After settling his nerves about going ahead with the play, Kozak said he knew it was going to have to be good, so he came in with a draft in September and held auditions and rewrites.

“We probably went through some three more drafts,” he said. “About every two weeks we would have a new draft and we would rehearse a scene, and sometimes I would have a kid improvise it, talk about what worked and what didn’t work and did the dialogue feel honest, did it feel false, and we would take those things into account … so they were really instrumental in shaping the characters and shaping the story.

“The story’s really weird and disjointed and not chronological and tries to tackle almost every scene that is out there, but I do really feel like I wrote my own play almost as opposed to sort of using a story as a jumping-off point.

“We did add a lot of scenes and we added a lot of dialogue and … I feel we did definitely flesh it out and make it work dramatically.”

Kozak was adamant that his students have the opportunity to work on a new play and on a piece no one had ever done before.

“It was kind of cool because as far as I have been able to find, this story has not been effectively dramatized before,” he said. “There was a 1945 Orson Welles radio version done, there was supposed to be a Broadway musical version … but I don’t think that has come to fruition, so it was also important to me that we get ours done and on the stage before that.”

Kozak said his students were excited to create characters never before seen on a stage.

“It was a relatively small cast and for a lot of the kids they were like, ‘This was one of the most amazing experiences that I’ve had because I got to create something, inhabit a character that nobody else has ever done before,’” he said.

“Broadway musicals — there’s only a handful done every year, and you can go online and you can see what the Broadway actors did and … what we inadvertently do is we just sort of copy those things because we think it is the way it is supposed to be done … as opposed to creating our own best work … but I think one of my strengths as a teacher is that I try to teach students how to [channel] themselves and their own emotions and point of view … because otherwise you are just doing copies of what other people have done instead of introducing something new into the world.”

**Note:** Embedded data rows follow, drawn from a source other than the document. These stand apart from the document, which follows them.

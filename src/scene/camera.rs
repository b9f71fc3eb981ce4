use glam::{Mat4, Vec3};

#[derive(Clone, Copy, Debug, PartialEq)]
pub struct Camera {
    pub eye: Vec3,
    pub target: Vec3,
    pub up: Vec3,
    pub fov_y_radians: f32,
    pub near: f32,
    pub far: f32,
}

impl Camera {
    pub fn looking_at(eye: Vec3, target: Vec3) -> Self {
        Self {
            eye,
            target,
            ..Self::default()
        }
    }

    pub fn view(&self) -> Mat4 {
        Mat4::look_at_rh(self.eye, self.target, self.up)
    }
    pub fn proj(&self, aspect: f32) -> Mat4 {
        Mat4::perspective_rh(self.fov_y_radians, aspect, self.near, self.far)
    }
    pub fn view_proj(&self, aspect: f32) -> Mat4 {
        self.proj(aspect) * self.view()
    }
    pub fn position(&self) -> Vec3 {
        self.eye
    }

    /// Point the shadow volumes centre on; falls back to the eye for a
    /// degenerate camera.
    pub fn focus(&self) -> Vec3 {
        if (self.target - self.eye).length_squared() > 1e-4 {
            self.target
        } else {
            self.eye
        }
    }
}

impl Default for Camera {
    fn default() -> Self {
        Self {
            eye: Vec3::new(0.0, 0.0, 3.0),
            target: Vec3::ZERO,
            up: Vec3::Y,
            fov_y_radians: 60f32.to_radians(),
            near: 0.1,
            far: 100.0,
        }
    }
}

#[cfg(test)]
mod tests {
    use super::*;
    #[test]
    fn view_proj_is_reasonable() {
        let cam = Camera::default();
        let vp = cam.view_proj(16.0 / 9.0);
        // Just ensure it's invertible and finite
        let id = vp * vp.inverse();
        assert!(id.abs_diff_eq(Mat4::IDENTITY, 1e-4));
    }

    #[test]
    fn target_projects_to_screen_centre() {
        let cam = Camera::looking_at(Vec3::new(4.0, 3.0, 5.0), Vec3::new(0.0, 1.0, 0.0));
        let ndc = cam.view_proj(1.5).project_point3(cam.target);
        assert!(ndc.x.abs() < 1e-5 && ndc.y.abs() < 1e-5);
        assert!(ndc.z > 0.0 && ndc.z < 1.0);
    }
}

Kozak’s play, “F. Scott Fitzgerald’s ‘The Diamond as Big as the Ritz,’” has just been published by Eldridge Publishing and can be found at www.hiStage.com and recently went on to win the Basie Award for Outstanding Dramatic Production in Monmouth County.

“I was shocked,” Kozak said. “We really went out on a limb, I feel, like in doing it and … it absolutely far surpassed anything that I’ve done.

“I was very honored that they selected it, and I think that is really a testament to the work that both the actors did and to the work that the tech crew and the lighting crew did.

“We might not be technically perfect, but I think that the heart and the art of what we have rivals or equals the technical skills and the technical perfection that some of the other performing schools go for.

“There is technique and then there is art, and our technique might not be as good as some other places, but our art is.”